**Try it:** Of all the lines below, output only those starting at the one with "pub fn literal(text: impl" and ending at the one with "impl fmt::Display for Pattern", both ends included, exactly as written.

Items from a dataset
=====

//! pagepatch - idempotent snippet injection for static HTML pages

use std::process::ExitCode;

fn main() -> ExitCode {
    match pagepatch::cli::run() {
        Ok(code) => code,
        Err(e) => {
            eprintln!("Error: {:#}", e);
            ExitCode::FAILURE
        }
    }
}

=====

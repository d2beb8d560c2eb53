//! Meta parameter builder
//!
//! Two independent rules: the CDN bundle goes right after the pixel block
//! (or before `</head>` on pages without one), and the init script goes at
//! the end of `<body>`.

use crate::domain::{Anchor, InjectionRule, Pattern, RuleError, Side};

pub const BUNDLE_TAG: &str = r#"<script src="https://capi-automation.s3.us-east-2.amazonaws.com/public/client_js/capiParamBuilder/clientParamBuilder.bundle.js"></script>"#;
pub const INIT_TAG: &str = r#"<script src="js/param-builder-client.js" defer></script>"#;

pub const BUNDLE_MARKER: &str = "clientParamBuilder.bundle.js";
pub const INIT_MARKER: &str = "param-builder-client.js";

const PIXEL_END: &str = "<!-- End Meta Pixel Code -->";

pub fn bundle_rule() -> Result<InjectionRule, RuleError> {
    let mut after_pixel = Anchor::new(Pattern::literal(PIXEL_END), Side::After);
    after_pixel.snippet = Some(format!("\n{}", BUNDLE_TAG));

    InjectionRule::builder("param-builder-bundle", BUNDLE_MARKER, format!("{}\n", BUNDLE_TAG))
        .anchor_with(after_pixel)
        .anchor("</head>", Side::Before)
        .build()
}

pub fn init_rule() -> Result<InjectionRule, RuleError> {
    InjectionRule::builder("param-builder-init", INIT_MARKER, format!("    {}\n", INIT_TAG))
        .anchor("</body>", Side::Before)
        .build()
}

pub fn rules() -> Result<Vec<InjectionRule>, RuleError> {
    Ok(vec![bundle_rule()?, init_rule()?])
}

=====

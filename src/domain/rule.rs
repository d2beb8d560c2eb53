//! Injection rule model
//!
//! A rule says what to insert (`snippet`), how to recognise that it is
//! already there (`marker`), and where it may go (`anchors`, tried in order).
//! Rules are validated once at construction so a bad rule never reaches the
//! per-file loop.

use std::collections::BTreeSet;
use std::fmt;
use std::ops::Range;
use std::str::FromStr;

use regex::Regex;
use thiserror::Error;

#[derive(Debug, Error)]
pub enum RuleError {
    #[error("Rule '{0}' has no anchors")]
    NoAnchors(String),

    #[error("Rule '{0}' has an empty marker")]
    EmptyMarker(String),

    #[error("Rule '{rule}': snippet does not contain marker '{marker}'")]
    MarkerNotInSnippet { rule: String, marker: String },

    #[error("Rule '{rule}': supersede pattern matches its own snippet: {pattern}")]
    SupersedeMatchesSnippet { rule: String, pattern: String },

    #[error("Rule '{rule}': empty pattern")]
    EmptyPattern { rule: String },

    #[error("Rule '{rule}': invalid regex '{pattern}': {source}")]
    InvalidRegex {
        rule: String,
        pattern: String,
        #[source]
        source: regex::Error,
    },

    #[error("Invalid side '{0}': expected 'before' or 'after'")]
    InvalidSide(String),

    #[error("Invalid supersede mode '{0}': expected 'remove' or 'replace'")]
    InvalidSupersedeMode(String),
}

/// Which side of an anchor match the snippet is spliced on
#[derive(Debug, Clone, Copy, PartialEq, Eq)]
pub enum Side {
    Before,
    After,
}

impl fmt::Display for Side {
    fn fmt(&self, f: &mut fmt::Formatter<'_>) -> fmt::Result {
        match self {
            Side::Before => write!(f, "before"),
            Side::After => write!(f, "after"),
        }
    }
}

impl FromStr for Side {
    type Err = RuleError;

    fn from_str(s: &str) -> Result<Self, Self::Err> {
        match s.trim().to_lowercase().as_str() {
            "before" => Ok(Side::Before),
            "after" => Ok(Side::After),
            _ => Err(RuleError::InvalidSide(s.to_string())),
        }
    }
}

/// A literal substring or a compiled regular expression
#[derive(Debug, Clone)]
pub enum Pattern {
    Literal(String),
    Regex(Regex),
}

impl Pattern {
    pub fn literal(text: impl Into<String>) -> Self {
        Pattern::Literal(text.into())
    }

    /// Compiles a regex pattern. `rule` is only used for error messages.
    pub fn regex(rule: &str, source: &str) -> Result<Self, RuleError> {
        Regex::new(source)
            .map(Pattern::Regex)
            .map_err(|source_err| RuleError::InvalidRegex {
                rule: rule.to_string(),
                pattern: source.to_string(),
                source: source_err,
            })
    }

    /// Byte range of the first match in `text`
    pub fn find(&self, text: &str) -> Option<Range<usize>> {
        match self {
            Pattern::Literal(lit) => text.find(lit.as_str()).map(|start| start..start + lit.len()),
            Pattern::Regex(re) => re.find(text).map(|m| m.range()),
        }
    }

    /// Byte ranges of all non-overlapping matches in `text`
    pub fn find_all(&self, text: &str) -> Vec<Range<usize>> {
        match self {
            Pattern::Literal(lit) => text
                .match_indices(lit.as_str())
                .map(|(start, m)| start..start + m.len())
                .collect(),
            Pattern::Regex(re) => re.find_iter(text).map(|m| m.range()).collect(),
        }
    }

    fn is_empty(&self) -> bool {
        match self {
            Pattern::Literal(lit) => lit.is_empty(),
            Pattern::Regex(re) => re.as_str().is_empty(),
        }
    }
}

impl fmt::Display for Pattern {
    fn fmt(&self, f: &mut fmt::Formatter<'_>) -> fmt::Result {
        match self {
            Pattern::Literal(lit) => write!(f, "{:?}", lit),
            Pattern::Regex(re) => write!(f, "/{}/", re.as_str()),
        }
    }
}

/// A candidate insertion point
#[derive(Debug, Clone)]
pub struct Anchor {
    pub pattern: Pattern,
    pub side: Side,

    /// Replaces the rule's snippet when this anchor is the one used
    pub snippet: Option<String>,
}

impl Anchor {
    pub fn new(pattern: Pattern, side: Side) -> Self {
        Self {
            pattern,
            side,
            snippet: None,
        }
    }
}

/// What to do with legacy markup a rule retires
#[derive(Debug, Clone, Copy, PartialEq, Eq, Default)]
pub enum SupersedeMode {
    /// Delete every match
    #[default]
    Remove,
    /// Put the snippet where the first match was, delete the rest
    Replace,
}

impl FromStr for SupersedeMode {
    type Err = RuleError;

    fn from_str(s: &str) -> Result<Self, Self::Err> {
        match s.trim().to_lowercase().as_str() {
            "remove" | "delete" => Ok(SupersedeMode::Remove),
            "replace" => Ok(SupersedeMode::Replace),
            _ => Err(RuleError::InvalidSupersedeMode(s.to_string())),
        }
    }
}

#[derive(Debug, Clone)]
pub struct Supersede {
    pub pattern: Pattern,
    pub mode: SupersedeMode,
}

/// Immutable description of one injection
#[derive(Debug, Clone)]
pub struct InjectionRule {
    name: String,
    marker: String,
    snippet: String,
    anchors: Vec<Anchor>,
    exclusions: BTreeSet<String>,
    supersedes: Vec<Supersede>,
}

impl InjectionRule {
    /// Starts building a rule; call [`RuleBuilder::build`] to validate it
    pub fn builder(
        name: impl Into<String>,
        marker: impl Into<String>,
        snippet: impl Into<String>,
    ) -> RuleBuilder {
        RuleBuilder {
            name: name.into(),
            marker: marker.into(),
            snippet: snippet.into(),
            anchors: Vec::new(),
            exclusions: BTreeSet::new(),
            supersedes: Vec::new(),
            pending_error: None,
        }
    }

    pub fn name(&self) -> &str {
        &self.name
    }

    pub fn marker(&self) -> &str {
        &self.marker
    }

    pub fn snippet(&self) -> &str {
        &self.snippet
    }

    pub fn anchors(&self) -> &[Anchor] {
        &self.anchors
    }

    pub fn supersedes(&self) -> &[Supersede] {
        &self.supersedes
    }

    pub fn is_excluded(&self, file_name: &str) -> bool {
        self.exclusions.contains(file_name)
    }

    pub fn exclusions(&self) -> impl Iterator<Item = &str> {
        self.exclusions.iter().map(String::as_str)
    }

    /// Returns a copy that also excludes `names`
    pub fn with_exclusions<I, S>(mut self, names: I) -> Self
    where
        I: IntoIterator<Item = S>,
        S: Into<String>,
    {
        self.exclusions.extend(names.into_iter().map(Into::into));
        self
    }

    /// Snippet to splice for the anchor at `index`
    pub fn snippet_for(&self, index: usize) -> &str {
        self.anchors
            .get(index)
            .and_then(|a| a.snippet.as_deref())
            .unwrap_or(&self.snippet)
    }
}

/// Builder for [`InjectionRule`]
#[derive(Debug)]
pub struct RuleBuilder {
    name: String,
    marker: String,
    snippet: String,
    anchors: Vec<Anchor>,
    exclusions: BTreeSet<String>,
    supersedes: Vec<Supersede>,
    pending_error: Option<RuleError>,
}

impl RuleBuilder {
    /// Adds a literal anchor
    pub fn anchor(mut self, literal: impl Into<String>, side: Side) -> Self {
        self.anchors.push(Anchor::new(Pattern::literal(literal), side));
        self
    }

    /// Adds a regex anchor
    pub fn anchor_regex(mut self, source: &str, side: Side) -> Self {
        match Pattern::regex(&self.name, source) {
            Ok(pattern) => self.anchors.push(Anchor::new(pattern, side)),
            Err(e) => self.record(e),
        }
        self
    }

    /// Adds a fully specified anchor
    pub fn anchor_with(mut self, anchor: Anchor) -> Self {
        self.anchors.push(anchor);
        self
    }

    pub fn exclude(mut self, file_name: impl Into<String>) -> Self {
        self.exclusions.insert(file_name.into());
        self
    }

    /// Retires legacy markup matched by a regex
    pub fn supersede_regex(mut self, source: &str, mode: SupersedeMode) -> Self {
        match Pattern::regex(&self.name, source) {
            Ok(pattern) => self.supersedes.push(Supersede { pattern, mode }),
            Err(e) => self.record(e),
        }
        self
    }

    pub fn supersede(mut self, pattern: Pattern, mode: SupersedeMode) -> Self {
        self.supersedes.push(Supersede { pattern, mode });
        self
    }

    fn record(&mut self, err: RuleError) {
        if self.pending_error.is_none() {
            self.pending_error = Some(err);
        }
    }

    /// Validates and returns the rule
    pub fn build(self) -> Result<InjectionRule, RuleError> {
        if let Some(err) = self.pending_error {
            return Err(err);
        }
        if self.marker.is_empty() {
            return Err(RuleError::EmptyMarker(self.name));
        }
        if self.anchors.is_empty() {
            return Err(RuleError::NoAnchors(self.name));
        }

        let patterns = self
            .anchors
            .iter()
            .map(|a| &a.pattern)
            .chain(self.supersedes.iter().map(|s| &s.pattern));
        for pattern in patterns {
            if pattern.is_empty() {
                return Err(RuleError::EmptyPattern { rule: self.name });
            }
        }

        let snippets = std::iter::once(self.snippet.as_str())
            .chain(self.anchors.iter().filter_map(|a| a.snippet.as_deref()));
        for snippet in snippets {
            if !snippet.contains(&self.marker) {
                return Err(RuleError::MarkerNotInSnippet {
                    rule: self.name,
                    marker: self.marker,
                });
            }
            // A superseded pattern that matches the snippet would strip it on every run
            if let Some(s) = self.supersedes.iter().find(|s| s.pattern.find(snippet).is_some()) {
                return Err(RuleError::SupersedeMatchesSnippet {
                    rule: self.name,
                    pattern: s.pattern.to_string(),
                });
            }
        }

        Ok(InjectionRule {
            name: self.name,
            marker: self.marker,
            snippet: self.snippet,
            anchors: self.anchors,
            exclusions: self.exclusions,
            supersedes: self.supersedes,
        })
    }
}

=====

**Exercise output:**
    pub fn literal(text: impl Into<String>) -> Self {
        Pattern::Literal(text.into())
    }

    /// Compiles a regex pattern. `rule` is only used for error messages.
    pub fn regex(rule: &str, source: &str) -> Result<Self, RuleError> {
        Regex::new(source)
            .map(Pattern::Regex)
            .map_err(|source_err| RuleError::InvalidRegex {
                rule: rule.to_string(),
                pattern: source.to_string(),
                source: source_err,
            })
    }

    /// Byte range of the first match in `text`
    pub fn find(&self, text: &str) -> Option<Range<usize>> {
        match self {
            Pattern::Literal(lit) => text.find(lit.as_str()).map(|start| start..start + lit.len()),
            Pattern::Regex(re) => re.find(text).map(|m| m.range()),
        }
    }

    /// Byte ranges of all non-overlapping matches in `text`
    pub fn find_all(&self, text: &str) -> Vec<Range<usize>> {
        match self {
            Pattern::Literal(lit) => text
                .match_indices(lit.as_str())
                .map(|(start, m)| start..start + m.len())
                .collect(),
            Pattern::Regex(re) => re.find_iter(text).map(|m| m.range()).collect(),
        }
    }

    fn is_empty(&self) -> bool {
        match self {
            Pattern::Literal(lit) => lit.is_empty(),
            Pattern::Regex(re) => re.as_str().is_empty(),
        }
    }
}

impl fmt::Display for Pattern {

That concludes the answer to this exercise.